Women are taking on bigger equity release loans because they were made to wait six years for their pensions.

Exclusive figures for Money Mail show women are now taking on more of the home loan debt than men.

Experts say this could be down to the huge financial burden placed on women born in the Fifties who now have to wait until they are 66 before they can collect their state pension.

‘I’ve blown my kids’ inheritance’: Purita Somerville was forced to take £37,000 out of her £160,000 home

The pension delay is thought to have cost the affected women up to £50,000 each — forcing them to eat into their savings or try to find work.

Equity release allows those aged 55 and over to take cash loans out of the value of their homes. The loans do not have to be paid off until the borrower dies or goes into care.

But they come with compound interest rates that can see your debt double in as little as ten years — potentially wiping out the value of your home and your family’s inheritance.

Figures from equity release firm Age Partnership show women have taken out 13 per cent more in equity than men so far this year. Six years ago, men took out 9 per cent more than women. But in 2014, women took out 7 per cent more, and 4 per cent more in 2015. The statistics show that in 2016 women took out 11 per cent more equity, while in 2017 it was 15 per cent more and then 12 per cent more last year.

The findings come as women this month lost a High Court battle over the Government’s move to switch their state pension age from 60 to 66. Campaigners argued they were not given enough notice to adjust to having to work longer and are now struggling to get by as a result.

Purita Somerville was last year forced to take £37,000 out of her £160,000 two-bed end-of-terrace home in South Wales.

The equity release loan comes with a 3.8 per cent compound interest rate.

Purita, 63, was expecting to retire with a full state pension in 2016, but received a letter from the government in 2013 to say she could not collect her pension until 2022. She says: ‘I have had to take equity release to subsidise my income. That means I have blown my kids’ inheritance now. All I had left was in my little house.

‘When I die there will be practically nothing left. It seems harsh on my kids.’

Purita, who is a member of the Waspi (Women Against State Pension Inequality) campaign group, has worked ever since she turned 17, taking time off only to have children.

She was a carpenter, insurance salesman, video photographer, and fitness instructor. She spent 14 years working at a computer science firm, where she rose to become a manager.

She now works as a customer assistant at Marks & Spencer, earning around £15,000 a year. The divorcee, who has two daughters and five grandchildren, says: ‘It is not a nice situation to be in at this time in life. I have worked hard all of my life and I have never been a burden on the state.

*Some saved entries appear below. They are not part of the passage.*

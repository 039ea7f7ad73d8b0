//! Message catalog
//!
//! Holds every message definition the tool can emit or decode, indexed by
//! arbitration id and by name. A catalog is validated once when it is
//! constructed and is read-only afterwards, so a shared reference can be used
//! from any number of threads.
//!
//! The catalog can be exported to and loaded from TOML so the message table
//! can be audited and versioned independently of the code:
//!
//! ```toml
//! [[message]]
//! id = 0x21F
//! name = "SET_RST_STOP"
//! length = 1
//!
//! [[message.field]]
//! name = "rst_stop"
//! offset = 0
//! min = 0.0
//! max = 255.0
//! kind = { type = "unsigned", bits = 8 }
//! ```

mod builtin;
pub mod definition;
pub mod names;

pub use definition::{FieldKind, FieldSpec, MessageDefinition};

use crate::types::{CodecError, Result};
use serde::{Deserialize, Serialize};
use std::collections::HashMap;
use std::fmt;
use std::path::Path;
use std::str::FromStr;
use once_cell::sync::Lazy;

/// Key used to look up a message: numeric id or name
#[derive(Debug, Clone, PartialEq, Eq, Hash)]
pub enum MessageKey {
    Id(u32),
    Name(String),
}

impl fmt::Display for MessageKey {
    fn fmt(&self, f: &mut fmt::Formatter<'_>) -> fmt::Result {
        match self {
            MessageKey::Id(id) => write!(f, "CAN ID 0x{:X}", id),
            MessageKey::Name(name) => write!(f, "'{}'", name),
        }
    }
}

impl From<u32> for MessageKey {
    fn from(id: u32) -> Self {
        MessageKey::Id(id)
    }
}

impl From<&str> for MessageKey {
    fn from(name: &str) -> Self {
        MessageKey::Name(name.to_string())
    }
}

impl From<String> for MessageKey {
    fn from(name: String) -> Self {
        MessageKey::Name(name)
    }
}

impl FromStr for MessageKey {
    type Err = std::convert::Infallible;

    /// `0x..` is a hex id, plain digits a decimal id, anything else a name
    fn from_str(s: &str) -> std::result::Result<Self, Self::Err> {
        let s = s.trim();
        if let Some(hex) = s.strip_prefix("0x").or_else(|| s.strip_prefix("0X")) {
            if let Ok(id) = u32::from_str_radix(hex, 16) {
                return Ok(MessageKey::Id(id));
            }
        } else if let Ok(id) = s.parse::<u32>() {
            return Ok(MessageKey::Id(id));
        }
        Ok(MessageKey::Name(s.to_string()))
    }
}

/// On-disk layout of a catalog file
#[derive(Debug, Serialize, Deserialize)]
struct CatalogFile {
    #[serde(default, rename = "message")]
    messages: Vec<MessageDefinition>,
}

/// The validated, immutable message catalog
#[derive(Debug, Clone)]
pub struct MessageCatalog {
    /// Definitions in declaration order
    messages: Vec<MessageDefinition>,
    /// Key: (CAN ID, extended flag), Value: index into `messages`
    by_id: HashMap<(u32, bool), usize>,
    /// Key: message name, Value: index into `messages`
    by_name: HashMap<String, usize>,
}

impl MessageCatalog {
    /// Build a catalog, validating every definition and rejecting duplicate
    /// ids or names
    pub fn new(messages: Vec<MessageDefinition>) -> Result<Self> {
        for message in &messages {
            message.validate()?;
        }

        let catalog = Self::index(messages);
        if catalog.by_id.len() != catalog.messages.len() {
            return Err(CodecError::InvalidCatalog(
                "duplicate message id".to_string(),
            ));
        }
        if catalog.by_name.len() != catalog.messages.len() {
            return Err(CodecError::InvalidCatalog(
                "duplicate message name".to_string(),
            ));
        }

        Ok(catalog)
    }

    /// The built-in BTE catalog, initialized on first use
    pub fn builtin() -> &'static MessageCatalog {
        static BUILTIN: Lazy<MessageCatalog> =
            Lazy::new(|| MessageCatalog::index(builtin::messages()));
        &BUILTIN
    }

    /// Parse and validate a catalog from TOML text
    pub fn from_toml_str(content: &str) -> Result<Self> {
        let file: CatalogFile = toml::from_str(content).map_err(|e| {
            CodecError::InvalidCatalog(format!("Failed to parse catalog: {}", e))
        })?;
        Self::new(file.messages)
    }

    /// Load a catalog from a TOML file
    pub fn from_file(path: &Path) -> Result<Self> {
        log::info!("Loading message catalog: {:?}", path);

        let content = std::fs::read_to_string(path)?;
        let catalog = Self::from_toml_str(&content)?;

        log::info!(
            "Catalog loaded: {} messages from {:?}",
            catalog.len(),
            path
        );
        Ok(catalog)
    }

    /// Serialize the catalog to TOML
    pub fn to_toml(&self) -> Result<String> {
        let file = CatalogFile {
            messages: self.messages.clone(),
        };
        toml::to_string_pretty(&file)
            .map_err(|e| CodecError::InvalidCatalog(format!("Failed to serialize catalog: {}", e)))
    }

    /// Serialize the catalog to JSON
    pub fn to_json(&self) -> Result<String> {
        serde_json::to_string_pretty(&self.messages)
            .map_err(|e| CodecError::InvalidCatalog(format!("Failed to serialize catalog: {}", e)))
    }

    /// Look up a definition by id or name
    pub fn lookup(&self, key: &MessageKey) -> Result<&MessageDefinition> {
        let index = match key {
            MessageKey::Id(id) => self
                .by_id
                .get(&(*id, false))
                .or_else(|| self.by_id.get(&(*id, true))),
            MessageKey::Name(name) => self.by_name.get(name),
        };
        index
            .map(|&i| &self.messages[i])
            .ok_or_else(|| CodecError::UnknownMessage(key.clone()))
    }

    /// Look up a definition by CAN id, preferring a standard-id definition
    /// when both a standard and an extended one share the number
    pub fn by_id(&self, id: u32) -> Result<&MessageDefinition> {
        self.lookup(&MessageKey::Id(id))
    }

    /// Look up the definition matching a received frame's id and id format
    pub fn by_frame_id(&self, id: u32, extended: bool) -> Result<&MessageDefinition> {
        self.by_id
            .get(&(id, extended))
            .map(|&i| &self.messages[i])
            .ok_or(CodecError::UnknownMessage(MessageKey::Id(id)))
    }

    /// Look up a definition by name
    pub fn by_name(&self, name: &str) -> Result<&MessageDefinition> {
        self.lookup(&MessageKey::Name(name.to_string()))
    }

    /// All definitions in declaration order
    pub fn messages(&self) -> &[MessageDefinition] {
        &self.messages
    }

    pub fn len(&self) -> usize {
        self.messages.len()
    }

    pub fn is_empty(&self) -> bool {
        self.messages.is_empty()
    }

    /// Get catalog statistics
    pub fn stats(&self) -> CatalogStats {
        CatalogStats {
            num_messages: self.messages.len(),
            num_fields: self.messages.iter().map(|m| m.fields.len()).sum(),
            num_bit_packed: self.messages.iter().filter(|m| m.is_bit_packed()).count(),
        }
    }

    fn index(messages: Vec<MessageDefinition>) -> Self {
        let by_id = messages
            .iter()
            .enumerate()
            .map(|(i, m)| ((m.id, m.extended), i))
            .collect();
        let by_name = messages
            .iter()
            .enumerate()
            .map(|(i, m)| (m.name.clone(), i))
            .collect();

        Self {
            messages,
            by_id,
            by_name,
        }
    }
}

/// Catalog statistics
#[derive(Debug, Clone, Copy, PartialEq, Eq)]
pub struct CatalogStats {
    /// Total number of message definitions
    pub num_messages: usize,
    /// Total number of field definitions
    pub num_fields: usize,
    /// Messages that need the register packer
    pub num_bit_packed: usize,
}
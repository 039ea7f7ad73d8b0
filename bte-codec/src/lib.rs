//! BTE Calibration Codec Library
//!
//! Builds the CAN frames that drive a battery test emulator (BTE, also called
//! EStorage) through its calibration procedures.
//!
//! # Architecture
//!
//! The library is pure and synchronous:
//! - A message catalog describes every command frame the device understands
//! - A data-driven scalar codec packs little-endian floats and integers
//! - A bit-field packer handles the composite control register
//! - A frame builder validates named values and emits immutable frames
//! - A macro sequencer produces the ordered frame sequences of each
//!   calibration phase
//!
//! The library does NOT:
//! - Open a CAN adapter or talk to a bus
//! - Retry or schedule sends
//! - Read configuration files or install a logger
//!
//! Sending frames is done through the [`Transport`] trait, implemented by the
//! application layer (bte-calib).
//!
//! # Example Usage
//!
//! ```
//! use bte_codec::{FrameBuilder, MessageCatalog, MacroSequencer, InitParams};
//! use bte_codec::register::{ControlMode, OperatingState, RegisterCommand};
//!
//! let catalog = MessageCatalog::builtin();
//!
//! // Single frame
//! let builder = FrameBuilder::new(catalog);
//! let command = RegisterCommand::new(OperatingState::Standby, ControlMode::Current)
//!     .with_resets(false, true);
//! let frame = builder.build_register(&command).unwrap();
//! assert_eq!(frame.data()[4], 0x91);
//!
//! // Whole initialization phase
//! let mut sequencer = MacroSequencer::new(catalog);
//! let init = sequencer.initialize(&InitParams::default()).unwrap();
//! for step in &init {
//!     println!("{} {}", step.message, step.frame);
//! }
//! ```

// Public modules
pub mod bitfield;
pub mod builder;
pub mod catalog;
pub mod codec;
pub mod register;
pub mod sequencer;
pub mod transport;
pub mod types;

// Re-export main types for convenience
pub use builder::FrameBuilder;
pub use catalog::{
    CatalogStats, FieldKind, FieldSpec, MessageCatalog, MessageDefinition, MessageKey,
};
pub use register::{ControlMode, OperatingState, RegisterCommand};
pub use sequencer::{
    CalibrationMacro, CalibrationRun, InitParams, MacroSequencer, MacroStep, Phase,
    SequencerState, SystemRequest,
};
pub use transport::{send_macro, Transport, TransportConfig, TransportError};
pub use types::{CodecError, FieldValue, Frame, Result};

/// Library version
pub const VERSION: &str = env!("CARGO_PKG_VERSION");

#[cfg(test)]
mod tests {
    use super::*;

    #[test]
    fn test_library_basics() {
        // Smoke test: the built-in catalog is available and complete
        let stats = MessageCatalog::builtin().stats();
        assert_eq!(stats.num_messages, 13);
        assert!(!VERSION.is_empty());
    }
}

‘The Government has committed one of the worst crimes. It is worse than the Great Train Robbery. They have hurt so many people and they have done more damage.’

Purita, who divorced 20 years ago, survives on her income and a private pension that will pay £157-a-month until she’s 65.

Demand for equity release has hit a record high — with £911 million withdrawn in the second three months of 2019.

Last year more than 80,000 homeowners unlocked £3.94 billion of property wealth.

Age Partnership says women currently take around 4 per cent more equity release loans than men.

The firms’ statistics show that 43 per cent of women were taking on the loans for home improvement work — compared to 24 per cent a decade ago.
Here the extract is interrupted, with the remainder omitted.